Plagiarism: “Plagiarism is passing off someone else’s work as your own, or submitting
a piece of your own work that you have already submitted as part of a different
programme, module or at a different institution. The penalties for plagiarising by the
College can be severe. Uploading work to KEATS is regarded by the Department as a
statement by the student concerned, confirming that the work has not been plagiarised.”
Late submission: "If you are submitting your coursework after the deadline, you must
submit a Mitigating Circumstances Form (MCF), with evidence to justify why you have
not submitted on time. If you do not do this or your reasons are not acceptable, your
coursework may be given a mark of zero." Please speak to your personal tutor about
the MCF. Lecturers cannot provide deadline extensions.
7CCSMBDT – Big Data Technologies Coursework 1
Task 1. Big data collection using Apache Sqoop.
Describe three features of Apache Sqoop that help import data into a distributed file
system efficiently. Your description should state the feature and a brief justification of
what the feature does and how it can help efficiency.
[30]
Task 2. MapReduce frequency-based computations.
Write a program task2.py using mrjob, which outputs the 10 most frequent values in the
Age attribute of the Adult dataset and their frequency. That is, the ten values in Age that
appear the largest number of times in the dataset and the number of times each of
these values appears.
The format of the output should be as follows:
98 "6"
88 "1"
This format says that the value 6 is the most frequent and appears 98 times followed by
value 1 that appears 88 times.
In your report, provide the output file (result) from applying the program to the first 10
lines of the dataset. Also, provide your code along with comments and description about
what each step does.
In your zip file, provide the code with comments (a task2.py file) and also the output file
(a task2.out file) from applying the program to the entire dataset. [30]

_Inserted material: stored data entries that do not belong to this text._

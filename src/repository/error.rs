// ==========================================
// 合同事项台账 - 仓储层错误类型
// ==========================================
// 工具: thiserror 派生宏
// ==========================================

use thiserror::Error;

/// 仓储层错误类型
#[derive(Error, Debug)]
pub enum RepositoryError {
    // ===== 记录约束错误 =====
    #[error("记录未找到: {entity} with id={id}")]
    NotFound { entity: String, id: String },

    #[error("记录 id 重复: {entity} with id={id}")]
    DuplicateId { entity: String, id: String },

    #[error("记录 id 为空: {entity}")]
    EmptyId { entity: String },

    #[error("记录 id 不可修改: {from} -> {to}")]
    ImmutableId { from: String, to: String },

    #[error("名称重复: {entity} name={name}")]
    DuplicateName { entity: String, name: String },

    #[error("记录仍被引用: {entity} name={name}")]
    InUse { entity: String, name: String },

    // ===== 集合文件错误 =====
    #[error("集合文件损坏 ({path}): {message}")]
    CorruptCollection { path: String, message: String },

    #[error("文件读写失败: {0}")]
    Io(#[from] std::io::Error),

    #[error("序列化失败: {0}")]
    Serialization(String),

    // ===== 数据库错误 =====
    #[error("数据库锁获取失败: {0}")]
    LockPoisoned(String),

    #[error("数据库操作失败: {0}")]
    Database(String),

    // ===== 通用错误 =====
    #[error("内部错误: {0}")]
    InternalError(String),

    #[error(transparent)]
    Other(#[from] anyhow::Error),
}

// 实现 From<rusqlite::Error>
impl From<rusqlite::Error> for RepositoryError {
    fn from(err: rusqlite::Error) -> Self {
        match err {
            rusqlite::Error::QueryReturnedNoRows => RepositoryError::NotFound {
                entity: "Unknown".to_string(),
                id: "Unknown".to_string(),
            },
            rusqlite::Error::SqliteFailure(_, Some(msg)) => RepositoryError::Database(msg),
            _ => RepositoryError::Database(err.to_string()),
        }
    }
}

/// Result 类型别名
pub type RepositoryResult<T> = Result<T, RepositoryError>;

Note: You can use redirection (e.g., python3.6 myprogram.py > myoutput.txt) to get the
output. You can execute the program in local mode (i.e., without -r hadoop).
[35]
Task 3. MapReduce inverted index.
An inverted index is a data structure commonly used to map symbols into their location.

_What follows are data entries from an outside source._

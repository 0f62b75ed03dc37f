// ==========================================
// 合同事项台账 - 工作表选择器
// ==========================================
// 规则:
// 1. 提示（hint）命中工作表 → 无条件采用（调用方意图优先）
// 2. 否则逐表打分: score = 已映射数 / 表头数 × 已映射数
//    （识别列更多的表优先于比例更高但更小的表）
// 3. 最高分胜出，平局取工作簿中靠前者
// 4. 最高分为 0 → AmbiguousSheet，调用方须提供提示
// ==========================================

use crate::importer::error::{ImportError, ImportResult};
use crate::importer::importer_trait::HeaderMapper;
use crate::importer::workbook::{Sheet, Workbook};
use serde::Serialize;
use tracing::{debug, info, warn};

/// 单表评分
#[derive(Debug, Clone, PartialEq, Serialize)]
pub struct SheetScore {
    pub sheet_name: String,
    pub headers: usize,
    pub mapped: usize,
    pub score: f64,
}

/// 选择结果
#[derive(Debug, Clone, PartialEq, Serialize)]
pub struct SheetSelection {
    pub sheet_name: String,
    pub by_hint: bool,
    pub scores: Vec<SheetScore>,
}

pub struct SheetSelector<'a> {
    mapper: &'a dyn HeaderMapper,
}

impl<'a> SheetSelector<'a> {
    pub fn new(mapper: &'a dyn HeaderMapper) -> Self {
        Self { mapper }
    }

    /// 选择导入工作表
    ///
    /// # 参数
    /// - workbook: 已解析工作簿
    /// - hint: 调用方指定的工作表名（空白视为未指定）
    ///
    /// # 返回
    /// - Err(AmbiguousSheet): 无提示且所有工作表得分为 0
    pub fn select(&self, workbook: &Workbook, hint: Option<&str>) -> ImportResult<SheetSelection> {
        if let Some(hint) = hint.map(str::trim).filter(|h| !h.is_empty()) {
            match workbook.sheet(hint) {
                Some(sheet) => {
                    info!(sheet = %sheet.name, "按提示选择工作表");
                    return Ok(SheetSelection {
                        sheet_name: sheet.name.clone(),
                        by_hint: true,
                        scores: Vec::new(),
                    });
                }
                None => {
                    warn!(hint, sheets = ?workbook.sheet_names(), "提示的工作表不存在，改为自动选择");
                }
            }
        }

        let scores: Vec<SheetScore> = workbook.sheets.iter().map(|s| self.score(s)).collect();

        // 严格大于才替换，平局保留靠前者
        let mut best: Option<&SheetScore> = None;
        for score in &scores {
            if best.map_or(true, |b| score.score > b.score) {
                best = Some(score);
            }
        }

        match best {
            Some(b) if b.score > 0.0 => {
                info!(sheet = %b.sheet_name, score = b.score, mapped = b.mapped, "自动选择工作表");
                Ok(SheetSelection {
                    sheet_name: b.sheet_name.clone(),
                    by_hint: false,
                    scores: scores.clone(),
                })
            }
            _ => Err(ImportError::AmbiguousSheet {
                sheets: workbook.sheet_names(),
            }),
        }
    }

    /// 单表评分（取首个非空行作为表头候选）
    pub fn score(&self, sheet: &Sheet) -> SheetScore {
        let (headers, mapped) = match sheet.header_row() {
            Some((_, row)) => {
                let labels: Vec<String> = row
                    .iter()
                    .filter(|c| !c.is_blank())
                    .map(|c| c.to_text())
                    .collect();
                let mapped = labels
                    .iter()
                    .filter(|label| self.mapper.map(label).is_mapped())
                    .count();
                (labels.len(), mapped)
            }
            None => (0, 0),
        };

        let score = if headers == 0 {
            0.0
        } else {
            mapped as f64 / headers as f64 * mapped as f64
        };

        debug!(sheet = %sheet.name, headers, mapped, score, "工作表评分");
        SheetScore {
            sheet_name: sheet.name.clone(),
            headers,
            mapped,
            score,
        }
    }
}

Many search engines utilize this data structure to efficiently process user queries. In this
task, you will implement a simple inverted index and apply it to a web dataset coming
from msn.com.
7CCSMBDT – Big Data Technologies Coursework 1
Download the dataset msnbc_lines.seq from KEATS.Each record (line) in the dataset
contains a first number which is the line-id, and one or more symbols (integers) that can
appear one or more times in a line.
Write a program task3.py using mrjob. Given the dataset, your program must output
each symbol of the dataset along with a set of line-ids indicating the lines in which the
symbol appears.
For example, there is a file named test on KEATs which contains the following lines:
1 1 1
2 2
3 3 2 2 4 2 2 2 3 3
4 5
5 1
6 6
7 1 1
8 6
9 6 7 7 7 6 6 8 8 8 8
10 6 9 4 4 4 10 3 10 5 10 4 4 4
The first line in test contains 1 as line-id and then the symbol 1 two times. The second
line contains 2 as line-id and then the symbol 2 once. Your program on test should
output the following lines (the order may differ):
"5" [4, 10]
"6" [6, 8, 9, 10]
"3" [3, 10]
"4" [3, 10]
"7" [9]
"8" [9]
"9" [10]
"1" [1, 5, 7]
"10" [10]
"2" [2, 3]
7CCSMBDT – Big Data Technologies Coursework 1
In this output, the symbol “5” is associated with [4, 10] which means that it appears in
lines with line-ids 4 and 10.
In your report, provide the output file (result) from applying the program to the first 10
lines of the msnbc_lines.seq dataset. Also, provide your code along with comments
and description about what each step does.
In your zip file, provide the code with comments (a task3.py file) and also the output file
(a task3.out file) from applying the program to the entire msnbc_lines.seq dataset.
You can execute the program in local mode (i.e., without -r hadoop).